→ Work to be completed
Transcribe the data exactly, stopping after the "-> Result<Vec<TimeWindow>, CalendarError>;" line.

→ Listed entries

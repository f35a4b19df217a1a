//! Application services

mod booking_service;

pub use booking_service::{BookingService, DayAvailability, SchedulingPolicy};
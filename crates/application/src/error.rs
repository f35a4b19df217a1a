//! Application-level errors

use domain::DomainError;
use thiserror::Error;

/// Errors that can occur in the application layer
#[derive(Debug, Error)]
pub enum ApplicationError {
    /// Domain-level error
    #[error(transparent)]
    Domain(#[from] DomainError),

    /// External service error (calendar backend unreachable or failing)
    #[error("External service error: {0}")]
    ExternalService(String),

    /// Calendar authentication failed
    #[error("Not authorized: {0}")]
    NotAuthorized(String),

    /// Configuration error
    #[error("Configuration error: {0}")]
    Configuration(String),

    /// Internal error
    #[error("Internal error: {0}")]
    Internal(String),
}

impl ApplicationError {
    /// Check if this error is retryable
    pub fn is_retryable(&self) -> bool {
        matches!(self, Self::ExternalService(_))
    }
}
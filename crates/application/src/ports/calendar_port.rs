//! Calendar port for application layer
//!
//! Defines the interface to the external calendar collaborator. Implemented
//! by adapters in the integration layer. The core only ever needs busy
//! intervals and event creation; everything else about the provider stays
//! behind this boundary.

use async_trait::async_trait;
use chrono::{DateTime, Utc};
use domain::TimeWindow;
use thiserror::Error;

/// Calendar port errors
#[derive(Debug, Error)]
pub enum CalendarError {
    #[error("Calendar service unavailable")]
    ServiceUnavailable,

    #[error("Authentication failed")]
    AuthenticationFailed,

    #[error("Operation failed: {0}")]
    OperationFailed(String),

    #[error("Invalid date/time from provider: {0}")]
    InvalidDateTime(String),
}

/// Calendar port trait
///
/// Adapters return intervals ordered by start time; they may be clipped or
/// unclipped, since the slot computation re-clips either way.
#[async_trait]
pub trait CalendarPort: Send + Sync {
    /// List busy intervals between `time_min` and `time_max`
    async fn list_busy_intervals(
        &self,
        time_min: DateTime<Utc>,
        time_max: DateTime<Utc>,
    ) -> Result<Vec<TimeWindow>, CalendarError>;

    /// Create an event and return a link to it
    ///
    /// Callers invoke this only after finding the window free (zero busy
    /// intervals inside it).
    async fn create_event(
        &self,
        summary: &str,
        start: DateTime<Utc>,
        end: DateTime<Utc>,
    ) -> Result<String, CalendarError>;

    /// Check if the calendar service is reachable
    async fn is_available(&self) -> bool;
}
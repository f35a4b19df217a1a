//! Chat handler

use axum::{Json, extract::State};
use chrono::Utc;
use serde::{Deserialize, Serialize};
use tracing::{instrument, warn};

use application::ApplicationError;

use crate::{error::ApiError, state::AppState};

/// Chat request body
#[derive(Debug, Deserialize)]
pub struct ChatRequest {
    /// User message
    pub user_message: String,
}

/// Chat response body
#[derive(Debug, Serialize)]
pub struct ChatResponse {
    /// Assistant reply
    pub response: String,
}

/// Handle a chat request
///
/// Invalid input is a client error; calendar failures are rendered into
/// the reply body as the assistant's error message.
#[instrument(skip(state, request), fields(message_len = request.user_message.len()))]
pub async fn chat(
    State(state): State<AppState>,
    Json(request): Json<ChatRequest>,
) -> Result<Json<ChatResponse>, ApiError> {
    if request.user_message.trim().is_empty() {
        return Err(ApiError::BadRequest("Message cannot be empty".to_string()));
    }

    let reply = match state
        .booking_service
        .handle_message(&request.user_message, Utc::now())
        .await
    {
        Ok(reply) => reply,
        Err(ApplicationError::Domain(e)) => return Err(ApiError::BadRequest(e.to_string())),
        Err(e) => {
            warn!(error = %e, "Chat request failed");
            format!("\u{274c} Error processing request: {e}")
        },
    };

    Ok(Json(ChatResponse { response: reply }))
}
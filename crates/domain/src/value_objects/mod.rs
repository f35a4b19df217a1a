//! Value objects - Immutable domain primitives with validation

mod business_hours;
mod time_window;

pub use business_hours::{BusinessHours, DEFAULT_END_HOUR, DEFAULT_START_HOUR, hour_on};
pub use time_window::TimeWindow;
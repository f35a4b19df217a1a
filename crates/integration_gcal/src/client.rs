//! Google Calendar REST client
//!
//! Talks to the Calendar v3 API with a pre-obtained OAuth bearer token.
//! The base URL is configurable so tests can point the client at a mock
//! server.

use chrono::{DateTime, Utc};
use reqwest::Client;
use secrecy::{ExposeSecret, SecretString};
use serde::{Deserialize, Serialize};
use std::time::Duration;
use thiserror::Error;
use tracing::{debug, instrument};

/// Default API endpoint
pub const DEFAULT_BASE_URL: &str = "https://www.googleapis.com/calendar/v3";

/// Google Calendar API errors
#[derive(Debug, Error)]
pub enum GcalError {
    #[error("HTTP request failed: {0}")]
    Request(#[from] reqwest::Error),

    #[error("API error: {code} - {message}")]
    Api { code: u16, message: String },

    #[error("Missing configuration: {0}")]
    Configuration(String),
}

/// Client configuration
#[derive(Debug, Clone)]
pub struct GcalConfig {
    /// API base URL (overridable for tests)
    pub base_url: String,
    /// Calendar to operate on
    pub calendar_id: String,
    /// OAuth bearer token
    pub access_token: SecretString,
    /// Request timeout in seconds
    pub timeout_secs: u64,
}

impl Default for GcalConfig {
    fn default() -> Self {
        Self {
            base_url: DEFAULT_BASE_URL.to_string(),
            calendar_id: "primary".to_string(),
            access_token: SecretString::from(String::new()),
            timeout_secs: 30,
        }
    }
}

/// Google Calendar client
#[derive(Debug, Clone)]
pub struct GoogleCalendarClient {
    client: Client,
    config: GcalConfig,
}

/// Event start/end time as the API represents it
///
/// Timed events carry `dateTime`; all-day events carry `date` instead.
#[derive(Debug, Clone, Default, Serialize, Deserialize)]
pub struct EventTime {
    #[serde(rename = "dateTime", skip_serializing_if = "Option::is_none")]
    pub date_time: Option<String>,
    #[serde(skip_serializing_if = "Option::is_none")]
    pub date: Option<String>,
    #[serde(rename = "timeZone", skip_serializing_if = "Option::is_none")]
    pub time_zone: Option<String>,
}

impl EventTime {
    fn utc(instant: DateTime<Utc>) -> Self {
        Self {
            date_time: Some(instant.to_rfc3339()),
            date: None,
            time_zone: Some("UTC".to_string()),
        }
    }
}

/// A calendar event resource
#[derive(Debug, Clone, Default, Serialize, Deserialize)]
pub struct EventResource {
    #[serde(default, skip_serializing_if = "Option::is_none")]
    pub id: Option<String>,
    #[serde(default, skip_serializing_if = "Option::is_none")]
    pub summary: Option<String>,
    #[serde(default)]
    pub start: EventTime,
    #[serde(default)]
    pub end: EventTime,
    #[serde(rename = "htmlLink", default, skip_serializing_if = "Option::is_none")]
    pub html_link: Option<String>,
}

/// Response for the events list endpoint
#[derive(Debug, Deserialize)]
struct EventsListResponse {
    #[serde(default)]
    items: Vec<EventResource>,
}

/// Event insert request body
#[derive(Debug, Serialize)]
struct InsertEventRequest {
    summary: String,
    start: EventTime,
    end: EventTime,
}

/// API error envelope
#[derive(Debug, Deserialize)]
struct ApiErrorResponse {
    error: ApiErrorDetail,
}

#[derive(Debug, Deserialize)]
struct ApiErrorDetail {
    code: u16,
    message: String,
}

impl GoogleCalendarClient {
    /// Create a new client
    pub fn new(config: GcalConfig) -> Result<Self, GcalError> {
        if config.access_token.expose_secret().is_empty() {
            return Err(GcalError::Configuration(
                "access_token is required".to_string(),
            ));
        }
        if config.calendar_id.is_empty() {
            return Err(GcalError::Configuration(
                "calendar_id is required".to_string(),
            ));
        }

        let client = Client::builder()
            .timeout(Duration::from_secs(config.timeout_secs))
            .build()?;

        Ok(Self { client, config })
    }

    /// The calendar this client operates on
    #[must_use]
    pub fn calendar_id(&self) -> &str {
        &self.config.calendar_id
    }

    fn events_url(&self) -> String {
        format!(
            "{}/calendars/{}/events",
            self.config.base_url, self.config.calendar_id
        )
    }

    /// List events overlapping `[time_min, time_max]`, expanded to single
    /// instances and ordered by start time
    #[instrument(skip(self))]
    pub async fn list_events(
        &self,
        time_min: DateTime<Utc>,
        time_max: DateTime<Utc>,
    ) -> Result<Vec<EventResource>, GcalError> {
        let response = self
            .client
            .get(self.events_url())
            .bearer_auth(self.config.access_token.expose_secret())
            .query(&[
                ("timeMin", time_min.to_rfc3339()),
                ("timeMax", time_max.to_rfc3339()),
                ("singleEvents", "true".to_string()),
                ("orderBy", "startTime".to_string()),
            ])
            .send()
            .await?;

        if response.status().is_success() {
            let list: EventsListResponse = response.json().await?;
            debug!(count = list.items.len(), "Listed calendar events");
            Ok(list.items)
        } else {
            Err(Self::api_error(response).await)
        }
    }

    /// Insert a timed event and return the created resource
    #[instrument(skip(self, summary))]
    pub async fn insert_event(
        &self,
        summary: &str,
        start: DateTime<Utc>,
        end: DateTime<Utc>,
    ) -> Result<EventResource, GcalError> {
        let request = InsertEventRequest {
            summary: summary.to_string(),
            start: EventTime::utc(start),
            end: EventTime::utc(end),
        };

        let response = self
            .client
            .post(self.events_url())
            .bearer_auth(self.config.access_token.expose_secret())
            .json(&request)
            .send()
            .await?;

        if response.status().is_success() {
            let event: EventResource = response.json().await?;
            debug!(event_id = ?event.id, "Inserted calendar event");
            Ok(event)
        } else {
            Err(Self::api_error(response).await)
        }
    }

    /// Check if the calendar API is reachable with the configured
    /// credentials
    ///
    /// Reads the calendar metadata, a cheap side-effect-free probe.
    #[instrument(skip(self))]
    pub async fn is_available(&self) -> bool {
        self.client
            .get(format!(
                "{}/calendars/{}",
                self.config.base_url, self.config.calendar_id
            ))
            .bearer_auth(self.config.access_token.expose_secret())
            .send()
            .await
            .is_ok_and(|res| res.status().is_success())
    }

    async fn api_error(response: reqwest::Response) -> GcalError {
        let status = response.status().as_u16();
        match response.json::<ApiErrorResponse>().await {
            Ok(body) => GcalError::Api {
                code: body.error.code,
                message: body.error.message,
            },
            Err(_) => GcalError::Api {
                code: status,
                message: "unparseable error response".to_string(),
            },
        }
    }
}
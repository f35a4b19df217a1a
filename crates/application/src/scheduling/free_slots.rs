//! Free-slot sweep
//!
//! Given the day's busy intervals, computes every gap long enough to hold a
//! meeting. The computation is pure. Busy input may be unsorted,
//! overlapping, duplicated, or reach outside the day window; calendar
//! backends differ in how much of that they clean up, so intervals are
//! clipped on ingest and re-clipped during the sweep.

use chrono::{DateTime, Utc};
use domain::TimeWindow;
use tracing::trace;

/// Minimum slot length offered to callers that don't configure one
pub const DEFAULT_MIN_SLOT_MINUTES: i64 = 60;

/// Compute the ordered free slots of at least `min_slot_minutes` inside
/// `day`
///
/// Guarantees on the output:
/// - slots are pairwise disjoint and strictly ascending by start
/// - every slot is at least `min_slot_minutes` long
/// - every slot lies inside `day`
/// - together with the (merged, clipped) busy intervals the slots cover
///   `day` exactly, minus gaps shorter than the minimum
///
/// An empty busy set yields the whole day as one slot (if long enough); a
/// busy interval covering the day yields no slots. The sweep never fails,
/// and feeding its own output back through changes nothing.
#[must_use]
pub fn compute_free_slots(
    day: &TimeWindow,
    busy: &[TimeWindow],
    min_slot_minutes: i64,
) -> Vec<TimeWindow> {
    let mut intervals: Vec<TimeWindow> = busy
        .iter()
        .filter_map(|interval| interval.clip_to(day))
        .collect();
    // Stable sort: ties keep their original order, which the sweep merges
    // away anyway
    intervals.sort_by_key(TimeWindow::start);

    let mut slots = Vec::new();
    let mut cursor = day.start();

    for interval in &intervals {
        if cursor >= day.end() {
            break;
        }
        // Re-clip inside the sweep as well; tolerates adversarial input
        let Some(interval) = interval.clip_to(day) else {
            continue;
        };
        if interval.end() <= cursor {
            // Fully subsumed by earlier coverage
            trace!(%interval, "Skipping subsumed busy interval");
            continue;
        }
        push_if_long_enough(&mut slots, cursor, interval.start(), min_slot_minutes);
        cursor = cursor.max(interval.end());
    }

    if cursor < day.end() {
        push_if_long_enough(&mut slots, cursor, day.end(), min_slot_minutes);
    }

    // Final validation pass: nothing below the minimum or outside the day
    // survives, whatever the sweep did
    slots.retain(|slot| slot.duration_minutes() >= min_slot_minutes && slot.contained_in(day));
    slots
}

fn push_if_long_enough(
    slots: &mut Vec<TimeWindow>,
    start: DateTime<Utc>,
    end: DateTime<Utc>,
    min_slot_minutes: i64,
) {
    if (end - start).num_minutes() >= min_slot_minutes {
        if let Ok(slot) = TimeWindow::new(start, end) {
            slots.push(slot);
        }
    }
}
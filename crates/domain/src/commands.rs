//! Agent commands - Strongly typed representations of user intents

use serde::{Deserialize, Serialize};

/// Commands the scheduling agent can execute
///
/// Each variant represents a distinct user intent with its required
/// parameters. Commands are parsed from natural-language chat input or
/// explicit API calls.
#[derive(Debug, Clone, PartialEq, Eq, Serialize, Deserialize)]
#[serde(tag = "type", rename_all = "snake_case")]
pub enum AgentCommand {
    /// List free slots for a day ("show availability", "free slots")
    ShowAvailability {
        /// The raw text carrying the date expression ("tomorrow",
        /// "Friday", "2025-06-29", ...)
        date_text: String,
    },

    /// Book a meeting in the window described by the text
    ///
    /// Any message that is not an availability query is treated as a
    /// booking request; the resolver always produces a best-guess window.
    BookMeeting {
        /// The full request text
        text: String,
    },
}

impl AgentCommand {
    /// Get a human-readable description of the command
    #[must_use]
    pub fn description(&self) -> String {
        match self {
            Self::ShowAvailability { date_text } => {
                format!("Show availability for '{date_text}'")
            },
            Self::BookMeeting { text } => {
                let preview: String = text.chars().take(50).collect();
                format!("Book meeting: {preview}")
            },
        }
    }
}
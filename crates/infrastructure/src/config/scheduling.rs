//! Scheduling policy configuration.

use serde::{Deserialize, Serialize};

use application::SchedulingPolicy;
use domain::{BusinessHours, DomainError};

/// Scheduling policy configuration
#[derive(Debug, Clone, Serialize, Deserialize)]
pub struct SchedulingConfig {
    /// First bookable hour of the day (UTC)
    #[serde(default = "default_start_hour")]
    pub business_start_hour: u32,

    /// End of the bookable day, exclusive (UTC)
    #[serde(default = "default_end_hour")]
    pub business_end_hour: u32,

    /// Minimum length of an offered free slot
    #[serde(default = "default_min_slot_minutes")]
    pub min_slot_minutes: i64,

    /// Summary used for booked events
    #[serde(default = "default_event_summary")]
    pub event_summary: String,
}

const fn default_start_hour() -> u32 {
    domain::DEFAULT_START_HOUR
}

const fn default_end_hour() -> u32 {
    domain::DEFAULT_END_HOUR
}

const fn default_min_slot_minutes() -> i64 {
    application::DEFAULT_MIN_SLOT_MINUTES
}

fn default_event_summary() -> String {
    "Meeting with AI Assistant".to_string()
}

impl Default for SchedulingConfig {
    fn default() -> Self {
        Self {
            business_start_hour: default_start_hour(),
            business_end_hour: default_end_hour(),
            min_slot_minutes: default_min_slot_minutes(),
            event_summary: default_event_summary(),
        }
    }
}

impl SchedulingConfig {
    /// Validate the configured hours into a business-hours policy
    pub fn business_hours(&self) -> Result<BusinessHours, DomainError> {
        BusinessHours::new(self.business_start_hour, self.business_end_hour)
    }

    /// Convert into the application layer's scheduling policy
    pub fn to_policy(&self) -> Result<SchedulingPolicy, DomainError> {
        Ok(SchedulingPolicy {
            business_hours: self.business_hours()?,
            min_slot_minutes: self.min_slot_minutes,
            event_summary: self.event_summary.clone(),
        })
    }
}
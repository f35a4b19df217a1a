//! Time-of-day resolution
//!
//! Extracts an hour window from request text via a regex cascade, tried in
//! order of specificity:
//!
//! 1. a range: `between 2-4pm`, `between 9 - 11`
//! 2. a clock time: `3:30pm` (minutes are parsed but discarded; slot
//!    boundaries are hour-granular)
//! 3. a bare hour: `9am`, `4 pm`
//!
//! No match leaves the default `[10, 11)` window standing. The returned
//! hours are raw; the caller clamps them into business hours.

use regex::Regex;
use std::sync::OnceLock;
use tracing::debug;

/// Default hour window when the text names no time
pub const DEFAULT_START_HOUR: u32 = 10;

/// End of the default hour window
pub const DEFAULT_END_HOUR: u32 = 11;

/// Compiled patterns for time-of-day expressions
struct TimePatterns {
    /// `between 2-4pm`, `between 10 – 12` (hyphen or en dash)
    range: Regex,
    /// `3:30pm`, `11:15 am`
    clock: Regex,
    /// `9am`, `4 pm`
    bare: Regex,
}

impl TimePatterns {
    #[allow(clippy::unwrap_used)]
    fn new() -> Self {
        Self {
            range: Regex::new(r"between\s+(\d{1,2})\s*[-\u{2013}]\s*(\d{1,2})\s*(am|pm)?").unwrap(),
            clock: Regex::new(r"(\d{1,2}):(\d{2})\s*(am|pm)").unwrap(),
            bare: Regex::new(r"(\d{1,2})\s*(am|pm)").unwrap(),
        }
    }
}

fn patterns() -> &'static TimePatterns {
    static PATTERNS: OnceLock<TimePatterns> = OnceLock::new();
    PATTERNS.get_or_init(TimePatterns::new)
}

/// Resolve the `(start_hour, end_hour)` pair a request asks for
///
/// Hours are returned unclamped; impossible values (e.g. `between 20-22`)
/// are the clamp's problem, not ours.
#[must_use]
pub fn resolve_hours(text: &str) -> (u32, u32) {
    let lower = text.to_lowercase();
    let patterns = patterns();

    if let Some(caps) = patterns.range.captures(&lower) {
        let start = parse_hour(&caps[1]);
        let end = parse_hour(&caps[2]);
        let suffix = caps.get(3).map(|m| m.as_str());
        // A trailing "pm" shifts both bounds independently
        let start = shift_for_suffix(start, suffix);
        let end = shift_for_suffix(end, suffix);
        debug!(start, end, "Matched hour range");
        return (start, end);
    }

    if let Some(caps) = patterns.clock.captures(&lower) {
        let hour = shift_for_suffix(parse_hour(&caps[1]), Some(&caps[3]));
        debug!(hour, minutes = &caps[2], "Matched clock time, using hour only");
        return (hour, hour + 1);
    }

    if let Some(caps) = patterns.bare.captures(&lower) {
        let hour = shift_for_suffix(parse_hour(&caps[1]), Some(&caps[2]));
        debug!(hour, "Matched bare hour");
        return (hour, hour + 1);
    }

    (DEFAULT_START_HOUR, DEFAULT_END_HOUR)
}

/// Parse a captured one- or two-digit hour
fn parse_hour(capture: &str) -> u32 {
    // The pattern only admits \d{1,2}, which always fits u32
    capture.parse().unwrap_or(DEFAULT_START_HOUR)
}

/// Apply the 12-hour clock shift: a "pm" suffix moves hours below 12
/// into the afternoon; "am" and absent suffixes leave the hour as-is
fn shift_for_suffix(hour: u32, suffix: Option<&str>) -> u32 {
    if suffix == Some("pm") && hour < 12 {
        hour + 12
    } else {
        hour
    }
}
//! Natural language time-expression resolution
//!
//! Turns free text like "book a meeting tomorrow between 2-4pm" into a
//! concrete UTC time window. Split into two focused sub-modules:
//! - [`date_rules`]: priority-ordered rule table resolving the calendar date
//! - [`time_of_day`]: regex cascade resolving the hour window
//!
//! Both are pure functions of `(text, now)`; the reference instant is always
//! passed explicitly so resolution is deterministic and testable without
//! clock mocking. Unmatched input never errors: it degrades to defaults
//! (tomorrow, 10:00-11:00) and the resolver always produces a best-guess
//! window.

mod date_rules;
mod time_of_day;

use chrono::{DateTime, NaiveDate, Utc};
use domain::{BusinessHours, DomainError, TimeWindow, hour_on};
use tracing::debug;

pub use date_rules::resolve_date;

/// Resolve free text into a bookable window on a concrete date
///
/// The hour window is clamped into the business-hours policy, so the result
/// always lies within `[start_hour, end_hour)` and has at least one hour of
/// duration.
///
/// # Errors
///
/// Returns [`DomainError::InvalidInput`] for empty or whitespace-only text.
/// All other input resolves; unrecognized phrases fall back to defaults.
pub fn resolve(
    text: &str,
    now: DateTime<Utc>,
    hours: &BusinessHours,
) -> Result<TimeWindow, DomainError> {
    if text.trim().is_empty() {
        return Err(DomainError::InvalidInput(
            "request text must not be empty".to_string(),
        ));
    }

    let date = resolve_date(text, now);
    let (start_hour, end_hour) = time_of_day::resolve_hours(text);

    let start_hour = hours.clamp_start_hour(start_hour);
    let end_hour = hours.clamp_end_hour(start_hour, end_hour);
    debug!(%date, start_hour, end_hour, "Resolved request window");

    TimeWindow::new(hour_on(date, start_hour), hour_on(date, end_hour))
}

/// Date-only resolution with the tomorrow fallback applied to blank input
///
/// Used by the availability endpoint, where an absent query parameter means
/// "tomorrow".
#[must_use]
pub fn resolve_date_or_default(text: Option<&str>, now: DateTime<Utc>) -> NaiveDate {
    text.map_or_else(
        || now.date_naive() + chrono::Duration::days(1),
        |t| resolve_date(t, now),
    )
}

#[cfg(test)]
mod tests {
    use super::*;
    use chrono::TimeZone;

    /// 2024-01-01 is a Monday
    fn monday_noon() -> DateTime<Utc> {
        Utc.with_ymd_and_hms(2024, 1, 1, 12, 0, 0).unwrap()
    }

    fn hours() -> BusinessHours {
        BusinessHours::default()
    }

    fn assert_window(window: &TimeWindow, start: &str, end: &str) {
        assert_eq!(window.start().to_rfc3339(), start);
        assert_eq!(window.end().to_rfc3339(), end);
    }

    #[test]
    fn range_with_pm_on_tomorrow() {
        let window = resolve("let's meet between 2-4pm tomorrow", monday_noon(), &hours()).unwrap();
        assert_window(
            &window,
            "2024-01-02T14:00:00+00:00",
            "2024-01-02T16:00:00+00:00",
        );
    }

    #[test]
    fn default_window_is_ten_to_eleven_tomorrow() {
        let window = resolve("book me a meeting", monday_noon(), &hours()).unwrap();
        assert_window(
            &window,
            "2024-01-02T10:00:00+00:00",
            "2024-01-02T11:00:00+00:00",
        );
    }

    #[test]
    fn early_start_clamps_to_business_open() {
        let window = resolve("meeting at 7am today", monday_noon(), &hours()).unwrap();
        assert_window(
            &window,
            "2024-01-01T09:00:00+00:00",
            "2024-01-01T10:00:00+00:00",
        );
    }

    #[test]
    fn late_start_clamps_to_last_bookable_hour() {
        let window = resolve("meeting at 8pm today", monday_noon(), &hours()).unwrap();
        assert_window(
            &window,
            "2024-01-01T17:00:00+00:00",
            "2024-01-01T18:00:00+00:00",
        );
    }

    #[test]
    fn single_time_with_minutes_keeps_hour_granularity() {
        let window = resolve("tomorrow at 3:30pm", monday_noon(), &hours()).unwrap();
        assert_window(
            &window,
            "2024-01-02T15:00:00+00:00",
            "2024-01-02T16:00:00+00:00",
        );
    }

    #[test]
    fn weekday_on_same_weekday_is_next_week() {
        let window = resolve("monday at 10am", monday_noon(), &hours()).unwrap();
        assert_window(
            &window,
            "2024-01-08T10:00:00+00:00",
            "2024-01-08T11:00:00+00:00",
        );
    }

    #[test]
    fn explicit_date_overrides_keywords() {
        let window = resolve("tomorrow 2024-02-20 at 11am", monday_noon(), &hours()).unwrap();
        assert_window(
            &window,
            "2024-02-20T11:00:00+00:00",
            "2024-02-20T12:00:00+00:00",
        );
    }

    #[test]
    fn empty_input_is_rejected() {
        assert!(matches!(
            resolve("", monday_noon(), &hours()),
            Err(DomainError::InvalidInput(_))
        ));
        assert!(matches!(
            resolve("   ", monday_noon(), &hours()),
            Err(DomainError::InvalidInput(_))
        ));
    }

    #[test]
    fn resolve_is_deterministic_for_fixed_now() {
        let a = resolve("friday between 9-11am", monday_noon(), &hours()).unwrap();
        let b = resolve("friday between 9-11am", monday_noon(), &hours()).unwrap();
        assert_eq!(a, b);
    }

    #[test]
    fn missing_date_text_defaults_to_tomorrow() {
        let date = resolve_date_or_default(None, monday_noon());
        assert_eq!(date, NaiveDate::from_ymd_opt(2024, 1, 2).unwrap());
    }

    #[test]
    fn present_date_text_is_resolved() {
        let date = resolve_date_or_default(Some("today"), monday_noon());
        assert_eq!(date, NaiveDate::from_ymd_opt(2024, 1, 1).unwrap());
    }
}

→ Solved problem
repository f35a4b19df217a1a
//! Application services

mod booking_service;

pub use booking_service::{BookingService, DayAvailability, SchedulingPolicy};
filename crates/application/src/error.rs
repository f35a4b19df217a1a
//! Application-level errors

use domain::DomainError;
use thiserror::Error;

/// Errors that can occur in the application layer
#[derive(Debug, Error)]
pub enum ApplicationError {
    /// Domain-level error
    #[error(transparent)]
    Domain(#[from] DomainError),

    /// External service error (calendar backend unreachable or failing)
    #[error("External service error: {0}")]
    ExternalService(String),

    /// Calendar authentication failed
    #[error("Not authorized: {0}")]
    NotAuthorized(String),

    /// Configuration error
    #[error("Configuration error: {0}")]
    Configuration(String),

    /// Internal error
    #[error("Internal error: {0}")]
    Internal(String),
}

impl ApplicationError {
    /// Check if this error is retryable
    pub fn is_retryable(&self) -> bool {
        matches!(self, Self::ExternalService(_))
    }
}
filename crates/application/src/ports/calendar_port.rs
//! Calendar port for application layer
//!
//! Defines the interface to the external calendar collaborator. Implemented
//! by adapters in the integration layer. The core only ever needs busy
//! intervals and event creation; everything else about the provider stays
//! behind this boundary.

use async_trait::async_trait;
use chrono::{DateTime, Utc};
use domain::TimeWindow;
use thiserror::Error;

/// Calendar port errors
#[derive(Debug, Error)]
pub enum CalendarError {
    #[error("Calendar service unavailable")]
    ServiceUnavailable,

    #[error("Authentication failed")]
    AuthenticationFailed,

    #[error("Operation failed: {0}")]
    OperationFailed(String),

    #[error("Invalid date/time from provider: {0}")]
    InvalidDateTime(String),
}

/// Calendar port trait
///
/// Adapters return intervals ordered by start time; they may be clipped or
/// unclipped, since the slot computation re-clips either way.
#[async_trait]
pub trait CalendarPort: Send + Sync {
    /// List busy intervals between `time_min` and `time_max`
    async fn list_busy_intervals(
        &self,
        time_min: DateTime<Utc>,
        time_max: DateTime<Utc>,
    ) -> Result<Vec<TimeWindow>, CalendarError>;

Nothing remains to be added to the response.